[Stored data entries]

——

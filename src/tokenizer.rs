//! The context-sensitive token stream over an Amira byte buffer.
//!
//! Most of the input is line-oriented text, but two declarations flip the
//! stream into sized binary extraction: a counted `Vertices`/`Triangles`
//! header in a HyperSurface file, and a column-0 `@<id>` key whose size
//! comes from an earlier annotation or from the `Lattice` define. The
//! tokenizer keeps a three-token lookback window to spot the first case
//! and a table of bytedata declarations plus the defines map for the
//! second. The defines map is fed back in by the reader as top-level
//! atoms are finalized; see [`Tokenizer::add_defines`].

use std::borrow::Cow;
use std::collections::{HashMap, VecDeque};

use indexmap::IndexMap;
use log::{debug, warn};
use scroll::Pread;

use crate::atom::{Lattice, Payload, Table, Vec3Array};
use crate::decode;
use crate::error::{Error, Result};
use crate::lex;
use crate::options::ParseOptions;
use crate::token::{Span, Token, TokenKind};

/// Which Amira container a file holds.
#[derive(Debug, Clone, Copy, PartialEq, Eq)]
pub enum Kind {
    /// A volumetric lattice plus parameters
    AmiraMesh,
    /// A triangular mesh with vertex and triangle tables
    HyperSurface,
}

/// The file header descriptor, set exactly once from the first token and
/// immutable afterwards.
#[derive(Debug, Clone, PartialEq, Eq)]
pub struct FileInfo {
    /// `None` when the header comment is unrecognized
    pub kind: Option<Kind>,
    pub version: Option<&'static str>,
    pub is_binary: bool,
}

/// The known first-line signatures.
const HEADERS: [(&str, Kind, &str, bool); 6] = [
    ("# HyperSurface 0.1 BINARY", Kind::HyperSurface, "0.1", true),
    ("# HyperSurface 0.1 ASCII", Kind::HyperSurface, "0.1", false),
    ("# AmiraMesh 3D BINARY 2.0", Kind::AmiraMesh, "2.0", true),
    (
        "# AmiraMesh 3D BINARY-LITTLE-ENDIAN 2.0",
        Kind::AmiraMesh,
        "2.0",
        true,
    ),
    ("# AmiraMesh 3D ASCII 2.0", Kind::AmiraMesh, "2.0", false),
    (
        "# AmiraMesh BINARY-LITTLE-ENDIAN 2.1",
        Kind::AmiraMesh,
        "2.1",
        true,
    ),
];
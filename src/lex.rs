//! Lexical recognizers for the line-oriented layer of an Amira file.
//!
//! Each predicate classifies a whole byte slice; partial matches do not
//! count. The slices come out of [`split_line`], which cuts a line on
//! blanks while keeping a quoted span in one piece.

/// A parsed `@<id>` or `@<id>(<encoding>,<size>)` slice.
#[derive(Debug, Clone, Copy, PartialEq, Eq)]
pub struct BytedataRef<'a> {
    /// The data section id, a run of digits
    pub id: &'a str,
    /// Declared encoding and byte size, when annotated
    pub info: Option<(&'a str, usize)>,
}

#[inline]
fn digits(part: &[u8]) -> usize {
    part.iter().take_while(|b| b.is_ascii_digit()).count()
}

/// Matches `"…"` (the quotes stay part of the lexeme).
pub fn is_string_literal(part: &[u8]) -> bool {
    part.len() >= 2 && part[0] == b'"' && part[part.len() - 1] == b'"'
}

/// Matches `[+-]?(\d+(\.\d*)?|\.\d+)([eE][+-]?\d+)?`.
pub fn is_number(part: &[u8]) -> bool {
    let n = part.len();
    let mut i = 0;
    if i < n && (part[i] == b'+' || part[i] == b'-') {
        i += 1;
    }
    let int_digits = digits(&part[i..]);
    i += int_digits;
    if int_digits > 0 {
        if i < n && part[i] == b'.' {
            i += 1;
            i += digits(&part[i..]);
        }
    } else {
        if i >= n || part[i] != b'.' {
            return false;
        }
        i += 1;
        let frac_digits = digits(&part[i..]);
        if frac_digits == 0 {
            return false;
        }
        i += frac_digits;
    }
    if i < n && (part[i] == b'e' || part[i] == b'E') {
        i += 1;
        if i < n && (part[i] == b'+' || part[i] == b'-') {
            i += 1;
        }
        let exp_digits = digits(&part[i..]);
        if exp_digits == 0 {
            return false;
        }
        i += exp_digits;
    }
    i == n
}

/// Matches `[A-Za-z0-9_]+(\[\d\])?`, an identifier with an optional
/// single-digit index.
pub fn is_name(part: &[u8]) -> bool {
    let n = part.len();
    let mut i = 0;
    while i < n && (part[i].is_ascii_alphanumeric() || part[i] == b'_') {
        i += 1;
    }
    if i == 0 {
        return false;
    }
    if i == n {
        return true;
    }
    i + 3 == n && part[i] == b'[' && part[i + 1].is_ascii_digit() && part[i + 2] == b']'
}

/// Matches `@<digits>`, the bare form that keys a payload at column 0.
pub fn is_bytedata_key(part: &[u8]) -> bool {
    part.len() >= 2 && part[0] == b'@' && digits(&part[1..]) == part.len() - 1
}

/// Matches `@<digits>` or `@<digits>(<word>,<digits>)` and pulls the pieces
/// apart. Returns `None` when the slice is anything else.
pub fn parse_bytedata(part: &[u8]) -> Option<BytedataRef<'_>> {
    let rest = part.strip_prefix(b"@")?;
    let id_len = digits(rest);
    if id_len == 0 {
        return None;
    }
    let id = std::str::from_utf8(&rest[..id_len]).ok()?;
    let rest = &rest[id_len..];
    if rest.is_empty() {
        return Some(BytedataRef { id, info: None });
    }
    let rest = rest.strip_prefix(b"(")?;
    let word_len = rest
        .iter()
        .take_while(|b| b.is_ascii_alphanumeric() || **b == b'_')
        .count();
    if word_len == 0 {
        return None;
    }
    let encoding = std::str::from_utf8(&rest[..word_len]).ok()?;
    let rest = rest[word_len..].strip_prefix(b",")?;
    let size_len = digits(rest);
    if size_len == 0 || &rest[size_len..] != b")" {
        return None;
    }
    let size: usize = std::str::from_utf8(&rest[..size_len]).ok()?.parse().ok()?;
    Some(BytedataRef {
        id,
        info: Some((encoding, size)),
    })
}

/// Splits a line (already stripped of its newline) into `(column, part)`
/// pairs. A quoted span, from the first `"` on the line through the last,
/// is kept as a single part; everything around it is cut on blanks.
pub fn split_line(line: &[u8]) -> Vec<(usize, &[u8])> {
    let first_quote = line.iter().position(|&b| b == b'"');
    let last_quote = line.iter().rposition(|&b| b == b'"');
    if let (Some(q1), Some(q2)) = (first_quote, last_quote) {
        if q1 < q2 {
            let mut parts = split_plain(&line[..q1], 0);
            parts.push((q1, &line[q1..=q2]));
            parts.extend(split_plain(&line[q2 + 1..], q2 + 1));
            return parts;
        }
    }
    split_plain(line, 0)
}

fn split_plain(chunk: &[u8], base: usize) -> Vec<(usize, &[u8])> {
    let blank = |b: u8| matches!(b, b' ' | b'\t' | b'\r');
    let mut parts = Vec::new();
    let mut i = 0;
    while i < chunk.len() {
        if blank(chunk[i]) {
            i += 1;
            continue;
        }
        let start = i;
        while i < chunk.len() && !blank(chunk[i]) {
            i += 1;
        }
        parts.push((base + start, &chunk[start..i]));
    }
    parts
}

/// Renders a byte slice for an error message, truncated past 100 characters.
pub(crate) fn lim(part: &[u8]) -> String {
    let full = format!("{:?}", String::from_utf8_lossy(part));
    if full.chars().count() > 100 {
        let head: String = full.chars().take(97).collect();
        format!("{}...", head)
    } else {
        full
    }
}
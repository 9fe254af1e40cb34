//! Typed tokens and their source positions.

use crate::atom::{Payload, Vec3Array};

/// A 1-based line and 0-based column in the input.
#[derive(Debug, Clone, Copy, PartialEq, Eq, Default)]
pub struct Pos {
    pub line: usize,
    pub col: usize,
}

/// The byte range a token came from, for diagnostics. Consumers of the
/// parsed document never need it, error messages do.
#[derive(Debug, Clone, Copy, PartialEq, Eq, Default)]
pub struct Span {
    pub start: Pos,
    pub end: Pos,
}

impl Span {
    pub(crate) fn line(line: usize, col: usize, end_col: usize) -> Span {
        Span {
            start: Pos { line, col },
            end: Pos { line, col: end_col },
        }
    }
}

/// One lexical unit of an Amira file.
#[derive(Debug, Clone, PartialEq)]
pub enum TokenKind {
    /// A `#`-prefixed line, without its newline
    Comment(String),
    Newline,
    /// An identifier, possibly indexed (`Materials[0]`)
    Name(String),
    /// A numeric lexeme, kept textual until the tree builder types it
    Number(String),
    /// A quoted string literal, quotes included
    Str(String),
    OpenBrace,
    CloseBrace,
    Colon,
    Comma,
    Equals,
    /// An N×3 vertex or triangle table, HyperSurface only
    Vec3Array(Vec3Array),
    /// A `@<id>` declaration seen inside an attribute line
    BytedataInfo(String),
    /// A materialized binary or ASCII payload
    Bytedata(Payload),
    /// End of the token stream
    End,
}

/// A token plus where it came from.
#[derive(Debug, Clone, PartialEq)]
pub struct Token {
    pub kind: TokenKind,
    pub span: Span,
}

impl Token {
    pub(crate) fn new(kind: TokenKind, span: Span) -> Token {
        Token { kind, span }
    }
}
//! Decoders for binary lattice payloads.
//!
//! AmiraMesh stores its lattice sections either verbatim (`raw`), deflated
//! with a zlib wrapper (`HxZip`), or run-length packed a byte at a time
//! (`HxByteRLE`). All three decoders map a byte slice to the uncompressed
//! bytes; the tokenizer picks one based on the bytedata declaration.

use std::io::Read;

use flate2::read::ZlibDecoder;

use crate::error::{Error, Result};

/// Identity decode for `raw` payloads.
pub fn raw(buf: &[u8]) -> &[u8] {
    buf
}

/// Inflates an `HxZip` payload (DEFLATE with a zlib wrapper).
pub fn zlib(buf: &[u8]) -> Result<Vec<u8>> {
    let mut out = Vec::new();
    ZlibDecoder::new(buf)
        .read_to_end(&mut out)
        .map_err(|err| Error::Decode {
            encoding: "HxZip".to_string(),
            msg: err.to_string(),
        })?;
    Ok(out)
}

/// Decodes an `HxByteRLE` payload.
///
/// The stream is a sequence of runs, each led by a control byte `c`:
/// `c == 0` terminates the stream, `1..=127` repeats the following byte `c`
/// times, and `c > 127` copies the next `c - 128` bytes literally. A run
/// cut short by the end of the payload is an error.
pub fn rle(buf: &[u8]) -> Result<Vec<u8>> {
    let truncated = |idx: usize| Error::Decode {
        encoding: "HxByteRLE".to_string(),
        msg: format!("run truncated at byte {}", idx),
    };
    let mut out = Vec::new();
    let mut idx = 0;
    while idx < buf.len() {
        let control = buf[idx];
        idx += 1;
        if control == 0 {
            break;
        } else if control <= 127 {
            let byte = *buf.get(idx).ok_or_else(|| truncated(idx))?;
            idx += 1;
            out.extend(std::iter::repeat(byte).take(control as usize));
        } else {
            let count = (control - 128) as usize;
            let literal = buf
                .get(idx..idx + count)
                .ok_or_else(|| truncated(buf.len()))?;
            out.extend_from_slice(literal);
            idx += count;
        }
    }
    Ok(out)
}
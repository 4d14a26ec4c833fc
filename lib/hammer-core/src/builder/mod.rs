//! Fluent request specification.
//!
//! A [`RequestSpec`] accumulates everything about one HTTP request through
//! chained `with_*` and verb calls. Configuration steps never fail in place:
//! a step that cannot complete latches its error inside the spec and the chain
//! keeps going. The first latched error wins and is reported by
//! [`RequestSpec::build`] (or [`RequestSpec::dispatch`]).
//!
//! # Example
//!
//! ```
//! use std::collections::BTreeMap;
//!
//! use hammer_core::{Method, RequestSpec};
//!
//! let spec = RequestSpec::new()
//!     .get()
//!     .with_url("http://localhost:8081/")
//!     .with_body(&BTreeMap::from([("key", "value")]))
//!     .with_query_param("newKey", "newValue")
//!     .build()
//!     .expect("valid request");
//!
//! assert_eq!(spec.method(), Some(Method::Get));
//! assert_eq!(spec.body().as_ref(), br#"{"key":"value"}"#);
//! ```

mod dispatch;

use std::collections::{BTreeMap, HashMap};
use std::fmt;

use base64::Engine;
use bytes::Bytes;
use tracing::debug;

use crate::{ContentType, Error, Method, Result};

/// Basic-auth credentials.
#[derive(Clone, PartialEq, Eq)]
pub struct BasicAuth {
    username: String,
    password: String,
}

impl BasicAuth {
    /// Create credentials from a username and password.
    #[must_use]
    pub fn new(username: impl Into<String>, password: impl Into<String>) -> Self {
        Self {
            username: username.into(),
            password: password.into(),
        }
    }

    /// The username.
    #[must_use]
    pub fn username(&self) -> &str {
        &self.username
    }

    /// The password.
    #[must_use]
    pub fn password(&self) -> &str {
        &self.password
    }

    /// `Authorization` header value: `Basic <base64(user:pass)>`.
    #[must_use]
    pub fn header_value(&self) -> String {
        let credentials = format!("{}:{}", self.username, self.password);
        let encoded = base64::engine::general_purpose::STANDARD.encode(credentials);
        format!("Basic {encoded}")
    }
}

impl fmt::Debug for BasicAuth {
    fn fmt(&self, f: &mut fmt::Formatter<'_>) -> fmt::Result {
        f.debug_struct("BasicAuth")
            .field("username", &self.username)
            .field("password", &"<redacted>")
            .finish()
    }
}

/// Accumulating description of one HTTP request.
///
/// Not meant for sharing between concurrent callers: clone it (or seed a new
/// chain with [`RequestSpec::with_template`]) instead.
#[derive(Debug, Clone, Default)]
pub struct RequestSpec {
    method: Option<Method>,
    url: String,
    headers: HashMap<String, String>,
    query_params: BTreeMap<String, String>,
    body_params: BTreeMap<String, String>,
    body: Bytes,
    content_type: Option<ContentType>,
    basic_auth: Option<BasicAuth>,
    error: Option<Error>,
}

impl RequestSpec {
    /// Creates an empty spec: no verb, no URL, empty maps, no latched error.
    #[must_use]
    pub fn new() -> Self {
        Self::default()
    }

    fn latch(&mut self, err: Error) {
        match &self.error {
            Some(latched) => {
                debug!(error = %err, latched = %latched, "configuration error dropped, earlier error kept");
            }
            None => {
                debug!(error = %err, "configuration error latched");
                self.error = Some(err);
            }
        }
    }

    // ========================================================================
    // Verbs
    // ========================================================================

    /// Sets the HTTP method.
    #[must_use]
    pub fn with_method(mut self, method: Method) -> Self {
        self.method = Some(method);
        self
    }

    /// Sets the HTTP method from a free-form token such as `"PATCH"`.
    ///
    /// An unrecognized token latches [`Error::InvalidVerb`] and leaves the
    /// current method untouched.
    #[must_use]
    pub fn with_verb(mut self, token: impl AsRef<str>) -> Self {
        match Method::parse(token.as_ref()) {
            Ok(method) => self.method = Some(method),
            Err(err) => self.latch(err),
        }
        self
    }

    /// Use `GET`.
    #[must_use]
    pub fn get(self) -> Self {
        self.with_method(Method::Get)
    }

    /// Use `PUT`.
    #[must_use]
    pub fn put(self) -> Self {
        self.with_method(Method::Put)
    }

    /// Use `POST`.
    #[must_use]
    pub fn post(self) -> Self {
        self.with_method(Method::Post)
    }

    /// Use `DELETE`.
    #[must_use]
    pub fn delete(self) -> Self {
        self.with_method(Method::Delete)
    }

    /// Use `PATCH`.
    #[must_use]
    pub fn patch(self) -> Self {
        self.with_method(Method::Patch)
    }

    /// Use `HEAD`.
    #[must_use]
    pub fn head(self) -> Self {
        self.with_method(Method::Head)
    }

    /// Use `TRACE`.
    #[must_use]
    pub fn trace(self) -> Self {
        self.with_method(Method::Trace)
    }

    /// Use `CONNECT`.
    #[must_use]
    pub fn connect(self) -> Self {
        self.with_method(Method::Connect)
    }

    /// Use `OPTIONS`.
    #[must_use]
    pub fn options(self) -> Self {
        self.with_method(Method::Options)
    }

    // ========================================================================
    // Target
    // ========================================================================

    /// Sets the URL verbatim.
    #[must_use]
    pub fn with_url(mut self, url: impl Into<String>) -> Self {
        self.url = url.into();
        self
    }

    /// Appends `/{id}` to the URL.
    ///
    /// Only `GET`, `PUT` and `DELETE` address resources by ID. For any other
    /// verb (or no verb yet) the URL is left alone and
    /// [`Error::IdNotSupported`] is latched. A single trailing `/` on the URL
    /// is not doubled.
    #[must_use]
    pub fn with_id(mut self, id: impl fmt::Display) -> Self {
        match self.method {
            Some(method) if method.supports_id() => {
                let base = self.url.strip_suffix('/').unwrap_or(&self.url);
                self.url = format!("{base}/{id}");
            }
            other => {
                let verb = other.map_or("<unset>", |method| method.as_str());
                self.latch(Error::IdNotSupported(verb.to_string()));
            }
        }
        self
    }

    // ========================================================================
    // Headers & parameters
    // ========================================================================

    /// Sets a header, replacing any previous value for the same name.
    ///
    /// Names compare case-insensitively; the last write keeps its spelling.
    #[must_use]
    pub fn with_header(mut self, name: impl Into<String>, value: impl Into<String>) -> Self {
        let name = name.into();
        self.headers.retain(|key, _| !key.eq_ignore_ascii_case(&name));
        self.headers.insert(name, value.into());
        self
    }

    /// Sets multiple headers, in iteration order.
    #[must_use]
    pub fn with_headers<K, V>(self, headers: impl IntoIterator<Item = (K, V)>) -> Self
    where
        K: Into<String>,
        V: Into<String>,
    {
        headers
            .into_iter()
            .fold(self, |spec, (name, value)| spec.with_header(name, value))
    }

    /// Sets the `Content-Type` header.
    #[must_use]
    pub fn with_content_type(self, content_type: ContentType) -> Self {
        self.with_header("Content-Type", content_type.as_str())
    }

    /// Sets a query parameter, replacing any previous value for the same name.
    #[must_use]
    pub fn with_query_param(mut self, name: impl Into<String>, value: impl Into<String>) -> Self {
        self.query_params.insert(name.into(), value.into());
        self
    }

    /// Sets multiple query parameters.
    #[must_use]
    pub fn with_query_params<K, V>(mut self, params: impl IntoIterator<Item = (K, V)>) -> Self
    where
        K: Into<String>,
        V: Into<String>,
    {
        self.query_params
            .extend(params.into_iter().map(|(k, v)| (k.into(), v.into())));
        self
    }

    /// Sets a body parameter, replacing any previous value for the same name.
    ///
    /// Body parameters are JSON-encoded into the body at dispatch time, unless
    /// a body was set explicitly.
    #[must_use]
    pub fn with_body_param(mut self, name: impl Into<String>, value: impl Into<String>) -> Self {
        self.body_params.insert(name.into(), value.into());
        self
    }

    /// Sets basic-auth credentials.
    #[must_use]
    pub fn with_basic_auth(mut self, username: impl Into<String>, password: impl Into<String>) -> Self {
        self.basic_auth = Some(BasicAuth::new(username, password));
        self
    }

    // ========================================================================
    // Body
    // ========================================================================

    /// Sets a JSON body serialized from `value`.
    ///
    /// A serialization failure latches [`Error::JsonSerialization`] and leaves
    /// the current body untouched.
    #[must_use]
    pub fn with_body<T: serde::Serialize + ?Sized>(mut self, value: &T) -> Self {
        match crate::to_json(value) {
            Ok(body) => {
                self.body = body;
                self.content_type = Some(ContentType::Json);
            }
            Err(err) => self.latch(err),
        }
        self
    }

    /// Sets a form-urlencoded body serialized from `value`.
    ///
    /// A serialization failure latches [`Error::FormSerialization`].
    #[must_use]
    pub fn with_form_body<T: serde::Serialize + ?Sized>(mut self, value: &T) -> Self {
        match crate::to_form(value) {
            Ok(body) => {
                self.body = body;
                self.content_type = Some(ContentType::FormUrlEncoded);
            }
            Err(err) => self.latch(err),
        }
        self
    }

    /// Sets the body bytes verbatim.
    #[must_use]
    pub fn with_raw_body(mut self, body: impl Into<Bytes>) -> Self {
        self.body = body.into();
        self.content_type = None;
        self
    }

    // ========================================================================
    // Templates & finalization
    // ========================================================================

    /// Replaces this spec with an independent copy of `template`.
    ///
    /// Everything is copied, including a latched error; later changes to either
    /// spec do not affect the other.
    #[must_use]
    #[allow(clippy::unused_self)]
    pub fn with_template(self, template: &Self) -> Self {
        template.clone()
    }

    /// Validates the spec.
    ///
    /// Checks, in order: a latched configuration error, a verb, a non-empty
    /// URL. On success the spec is returned unchanged.
    pub fn build(mut self) -> Result<Self> {
        if let Some(err) = self.error.take() {
            return Err(err);
        }
        if self.method.is_none() {
            return Err(Error::MissingVerb);
        }
        if self.url.is_empty() {
            return Err(Error::MissingUrl);
        }
        Ok(self)
    }

    // ========================================================================
    // Accessors
    // ========================================================================

    /// HTTP method, if set.
    #[must_use]
    pub const fn method(&self) -> Option<Method> {
        self.method
    }

    /// URL as configured (without query parameters).
    #[must_use]
    pub fn url(&self) -> &str {
        &self.url
    }

    /// Request headers.
    #[must_use]
    pub fn headers(&self) -> &HashMap<String, String> {
        &self.headers
    }

    /// Single header value by name, ignoring case.
    #[must_use]
    pub fn header(&self, name: &str) -> Option<&str> {
        self.headers
            .iter()
            .find(|(key, _)| key.eq_ignore_ascii_case(name))
            .map(|(_, value)| value.as_str())
    }

    /// Query parameters.
    #[must_use]
    pub fn query_params(&self) -> &BTreeMap<String, String> {
        &self.query_params
    }

    /// Body parameters.
    #[must_use]
    pub fn body_params(&self) -> &BTreeMap<String, String> {
        &self.body_params
    }

    /// Body bytes, empty if none were set.
    #[must_use]
    pub const fn body(&self) -> &Bytes {
        &self.body
    }

    /// Basic-auth credentials, if set.
    #[must_use]
    pub const fn basic_auth(&self) -> Option<&BasicAuth> {
        self.basic_auth.as_ref()
    }

    /// The latched configuration error, if any.
    #[must_use]
    pub const fn error(&self) -> Option<&Error> {
        self.error.as_ref()
    }
}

——

▶ EXERCISE:
In the records, find every line that has the string "vertex" and copy it.

▶ SOLVED PROBLEM:
    /// A triangular mesh with vertex and triangle tables
    /// An N×3 vertex or triangle table, HyperSurface only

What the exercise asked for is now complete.